Despite its far lower power spec, the Bakoon easily scored equally high notes on torque, propulsion and thunderous jabs, then pushed further. Key advantages resurfaced in grander more spatially alive soundscapes, still lower bass and a more civilized approach manifest in outlines as explicit but filled with finer more suave pigment. The Bakoon had all the EX-M1's best skills and in fact surpassed some of them. On overall refinement, maturity and ability to showcase all music from its most attractive side, Soo-Inn's deck then pulled far ahead. So unlike the more nervous juvenile EX-M1, it was just as happily obedient to repertoire demanding calm meticulous touches, not just ferocious slam and crack. Minimalist acoustic guitars, celli, double bass or sensuality encapsulated in gentle female vocals easily showcased that gap. Several hours in, the Kinki struck me as a product which would very much love to be as tastefully voiced and posh as its rival but simply wasn't. Just as had been the case when these two amps worked on floorstanding speakers a few months back, their different refinement tiers clashed again. One was clearly better.

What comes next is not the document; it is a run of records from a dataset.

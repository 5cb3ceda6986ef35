use async_trait::async_trait;
use serde::{Deserialize, Serialize};
use serde_json::Value;

use crate::error::{AppError, Result};
use crate::init::ChatConfig;
use crate::loader::Table;

// ============================================================================
// Wire Types
// ============================================================================

/// Generation knobs forwarded to the chart service. The wire format belongs to
/// the service; these are serde mirrors only.
#[derive(Debug, Clone, Serialize, Deserialize)]
pub struct GenerationConfig {
    pub n: u32,
    pub temperature: f32,
    pub use_cache: bool,
    pub model: String,
}

impl GenerationConfig {
    /// Single candidate, moderate randomness, caching disabled.
    pub fn fixed(model: &str) -> Self {
        Self {
            n: 1,
            temperature: 0.5,
            use_cache: false,
            model: model.to_string(),
        }
    }
}

#[derive(Debug, Clone, Serialize)]
pub struct SummarizeRequest {
    pub dataset_name: String,
    pub columns: Vec<FieldSpec>,
    pub row_count: usize,
    pub sample_rows: Vec<Vec<String>>,
    pub config: GenerationConfig,
}

#[derive(Debug, Clone, Serialize)]
pub struct FieldSpec {
    pub name: String,
    pub kind: String,
}

const SAMPLE_ROW_LIMIT: usize = 10;

impl SummarizeRequest {
    pub fn from_table(name: &str, table: &Table, config: GenerationConfig) -> Self {
        Self {
            dataset_name: name.to_string(),
            columns: table
                .columns
                .iter()
                .map(|c| FieldSpec {
                    name: c.name.clone(),
                    kind: format!("{:?}", c.kind).to_lowercase(),
                })
                .collect(),
            row_count: table.row_count(),
            sample_rows: table.sample(SAMPLE_ROW_LIMIT).to_vec(),
            config,
        }
    }
}

#[derive(Debug, Clone, Serialize)]
pub struct VisualizeRequest {
    pub question: String,
    pub summary: Value,
    pub config: GenerationConfig,
}

/// One proposed visualization: generated plotting code plus its rendering.
#[derive(Debug, Clone, Deserialize, Serialize)]
pub struct ChartCandidate {
    pub code: String,
    #[serde(default)]
    pub language: Option<String>,
    pub image_base64: String,
    #[serde(default)]
    pub image_format: Option<String>,
}

impl ChartCandidate {
    pub fn code_extension(&self) -> &str {
        match self.language.as_deref() {
            Some("rust") => "rs",
            Some("r") => "r",
            _ => "py",
        }
    }

    pub fn image_extension(&self) -> &str {
        self.image_format.as_deref().unwrap_or("png")
    }
}

#[derive(Debug, Deserialize)]
struct VisualizeResponse {
    #[serde(default)]
    charts: Vec<ChartCandidate>,
}

// ============================================================================
// Service Trait
// ============================================================================

/// The remote summarization/visualization service. Split behind a trait so
/// orchestration tests can run against a scripted stand-in.
#[async_trait]
pub trait ChartService: Send + Sync {
    /// Describes the table's schema and statistics. The payload shape is owned
    /// by the service; it is relayed into `visualize` untouched.
    async fn summarize(&self, request: SummarizeRequest) -> Result<Value>;

    /// Produces zero or more chart candidates addressing the question.
    async fn visualize(&self, request: VisualizeRequest) -> Result<Vec<ChartCandidate>>;
}

// ============================================================================
// HTTP Implementation
// ============================================================================

pub struct HttpChartService {
    http: reqwest::Client,
    endpoint: String,
    api_key: String,
}

impl HttpChartService {
    pub fn new(config: &ChatConfig) -> Self {
        Self {
            http: reqwest::Client::new(),
            endpoint: config.endpoint.clone(),
            api_key: config.api_key.clone(),
        }
    }

    async fn post(&self, path: &str, body: &impl Serialize) -> Result<Value> {
        let response = self
            .http
            .post(format!("{}{}", self.endpoint, path))
            .header("api-key", &self.api_key)
            .json(body)
            .send()
            .await
            .map_err(|e| AppError::analysis_service(format!("chart service unreachable: {}", e)))?;

        let status = response.status();
        if !status.is_success() {
            let body = response.text().await.unwrap_or_default();
            return Err(AppError::analysis_service(format!(
                "chart service returned {}: {}",
                status, body
            )));
        }

        response
            .json()
            .await
            .map_err(|e| AppError::analysis_service(format!("chart service sent bad JSON: {}", e)))
    }
}

#[async_trait]
impl ChartService for HttpChartService {
    async fn summarize(&self, request: SummarizeRequest) -> Result<Value> {
        self.post("/summarize", &request).await
    }

    async fn visualize(&self, request: VisualizeRequest) -> Result<Vec<ChartCandidate>> {
        let value = self.post("/visualize", &request).await?;
        let parsed: VisualizeResponse = serde_json::from_value(value)
            .map_err(|e| AppError::analysis_service(format!("unexpected visualize shape: {}", e)))?;
        Ok(parsed.charts)
    }
}

// ============================================================================
// Tests
// ============================================================================
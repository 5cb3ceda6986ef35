pub mod analysis;
pub mod chart;
pub mod error;
pub mod handlers;
pub mod init;
pub mod loader;
pub mod orchestrator;
pub mod runtime;
pub mod tools;
pub mod vision;

pub use crate::analysis::{AnalysisGenerator, AnalysisOutcome};
pub use crate::init::{AppState, Config};
pub use crate::orchestrator::{AGENT_NAME, Orchestrator};
pub use crate::tools::ToolRegistry;
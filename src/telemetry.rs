use anyhow::Context;
use std::fs::OpenOptions;
use std::path::Path;
use std::sync::{Mutex, OnceLock};
use tracing::Level;
use tracing_subscriber::{EnvFilter, fmt};

static TELEMETRY_INIT: OnceLock<()> = OnceLock::new();

fn env_filter() -> EnvFilter {
    EnvFilter::try_from_default_env()
        .or_else(|_| EnvFilter::try_new("wavebend=info"))
        .unwrap_or_else(|_| EnvFilter::default().add_directive(Level::INFO.into()))
}

/// Log to stderr. Only for binaries that don't own the terminal.
pub fn init_stderr() {
    TELEMETRY_INIT.get_or_init(|| {
        if let Err(err) = fmt()
            .with_env_filter(env_filter())
            .with_target(false)
            .with_writer(std::io::stderr)
            .compact()
            .try_init()
        {
            eprintln!("[telemetry] failed to initialise tracing subscriber: {err}");
        }
    });
}

/// Append plain-text logs to `path`. The interactive app uses this since stderr is the screen.
pub fn init_file(path: &Path) -> anyhow::Result<()> {
    let file = OpenOptions::new()
        .create(true)
        .append(true)
        .open(path)
        .with_context(|| format!("open log file {}", path.display()))?;

    TELEMETRY_INIT.get_or_init(|| {
        // A subscriber may already be installed by an embedding program; keep theirs.
        let _ = fmt()
            .with_env_filter(env_filter())
            .with_target(false)
            .with_ansi(false)
            .with_writer(Mutex::new(file))
            .try_init();
    });
    Ok(())
}
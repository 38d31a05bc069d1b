use crate::audio::StereoBuffers;
use crate::distort::{
    distort_or_passthrough, map_columns, DisplacementField, DistortionParams, Jitter, RngJitter,
};
use crate::surface::PixelSurface;
use crate::waveform::{project_stereo, Polyline};
use std::fmt;

/// Why a tick produced less than a full frame. Never fatal.
#[derive(Debug, Clone, Copy, PartialEq, Eq)]
pub enum TickIssue {
    MissingAudioInput,
    MissingVideoFrame,
}

impl fmt::Display for TickIssue {
    fn fmt(&self, f: &mut fmt::Formatter<'_>) -> fmt::Result {
        match self {
            Self::MissingAudioInput => write!(f, "no live audio input"),
            Self::MissingVideoFrame => write!(f, "no video frame available"),
        }
    }
}

#[derive(Debug, Clone, Default)]
pub struct TickOutput {
    /// Distorted frame, or the source unchanged when audio is missing.
    pub surface: Option<PixelSurface>,
    /// `(left, right)` overlay lines in display coordinates.
    pub waveform: Option<(Polyline, Polyline)>,
    pub issues: Vec<TickIssue>,
}

impl TickOutput {
    pub fn is_degraded(&self) -> bool {
        !self.issues.is_empty()
    }
}

pub struct GlitchEngine {
    params: DistortionParams,
    jitter: Box<dyn Jitter>,
}

impl GlitchEngine {
    pub fn new(params: DistortionParams, seed: Option<u64>) -> Self {
        let jitter = match seed {
            Some(seed) => RngJitter::seeded(seed),
            None => RngJitter::new(),
        };
        Self::with_jitter(params, Box::new(jitter))
    }

    pub fn with_jitter(params: DistortionParams, jitter: Box<dyn Jitter>) -> Self {
        Self { params, jitter }
    }

    pub fn params(&self) -> DistortionParams {
        self.params
    }

    pub fn params_mut(&mut self) -> &mut DistortionParams {
        &mut self.params
    }

    pub fn reseed(&mut self, seed: u64) {
        tracing::debug!(seed, "jitter reseeded");
        self.jitter.reseed(seed);
    }

    /// Per-column shifts for a surface of `width` columns.
    pub fn displacement_field(&mut self, width: usize, audio: &StereoBuffers) -> DisplacementField {
        map_columns(width, audio.left(), &self.params, &mut *self.jitter)
    }

    /// One full recompute. `display` is the `(width, height)` the waveform is laid out in.
    pub fn tick(
        &mut self,
        audio: Option<&StereoBuffers>,
        frame: Option<&PixelSurface>,
        display: (f32, f32),
    ) -> TickOutput {
        let mut out = TickOutput::default();

        if let Some(frame) = frame {
            out.surface = Some(distort_or_passthrough(
                frame,
                audio.map(StereoBuffers::left),
                &self.params,
                &mut *self.jitter,
            ));
        }

        match audio {
            Some(audio) => out.waveform = Some(project_stereo(audio, display.0, display.1)),
            None => out.issues.push(TickIssue::MissingAudioInput),
        }
        if frame.is_none() {
            out.issues.push(TickIssue::MissingVideoFrame);
        }
        out
    }
}
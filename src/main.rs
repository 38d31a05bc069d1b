use anyhow::Result;
use clap::Parser;

fn main() -> Result<()> {
    let cfg = wavebend::config::Config::parse();
    if cfg.list_devices {
        wavebend::audio::list_input_devices()?;
        return Ok(());
    }

    wavebend::app::run(cfg)
}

I can't say that the Kinki Studio EX-M1 got beat up enough to be irrelevant for today's purpose. Far from it. The team it formed with Susvara was far too good to jump to that conclusion. Nonetheless, the AMP-13R was at least one step ahead on each count I could think of which is why the Kinki now stepped down to make room for my next contender of Trilogy 925. During this skirmish several things happened which I didn't see coming. The British integrated by then had serviced dozens of different speakers, DACs, cables and many other products. So naturally I thought that my knowledge of this machine's virtues and limitations was a foregone conclusion. Yet Susvara proved me wrong.
Trilogy's 925 sonic profile lists the following descriptors: roundness, authority, calmness, on-stage presence, spatial generosity, gravity, moisture, textural earthiness and a tonal balance a fair bit below the middle. This list can be narrowed down to a voicing quite the EX-M1's opposite. These two are seriously dissimilar. The only common ground is their shared power to fill my room with large virtual landscapes. Trilogy's personality is very expressive, enjoyable and on speakers always dominant. Now Susvara's far higher impedance toned down the 925's signature substantially. Early on I didn't quite recognize my trusty integrated because it sounded far more fit, fresh and alive than normal. The experience was as new as it was entertaining.
I returned to my senses past switching from 925 to AMP-13R for the first time. The Bakoon was still quicker, a bit stiffer, spatially grander, more explicit, insightful, open, less dense and not as round. Naturally the Brit felt slightly veiled, enclosed, dark and less shiny by contrast. It emphasized textural warmth and chunkiness whereas the Bakoon did the same job in more organic and moist fashion – less syrupy but very complex and alive. If the 925 was a person hitting the gym once or twice a week, the AMP-13R was a fitness freak who's done it at least three times weekly for already a decade. Picture healthy muscle-to-fat ratio versus each muscle fiber being visible under paper-thin skin with nearly all the fat burned off. Let's not even mention the disparate commitment towards the same workout.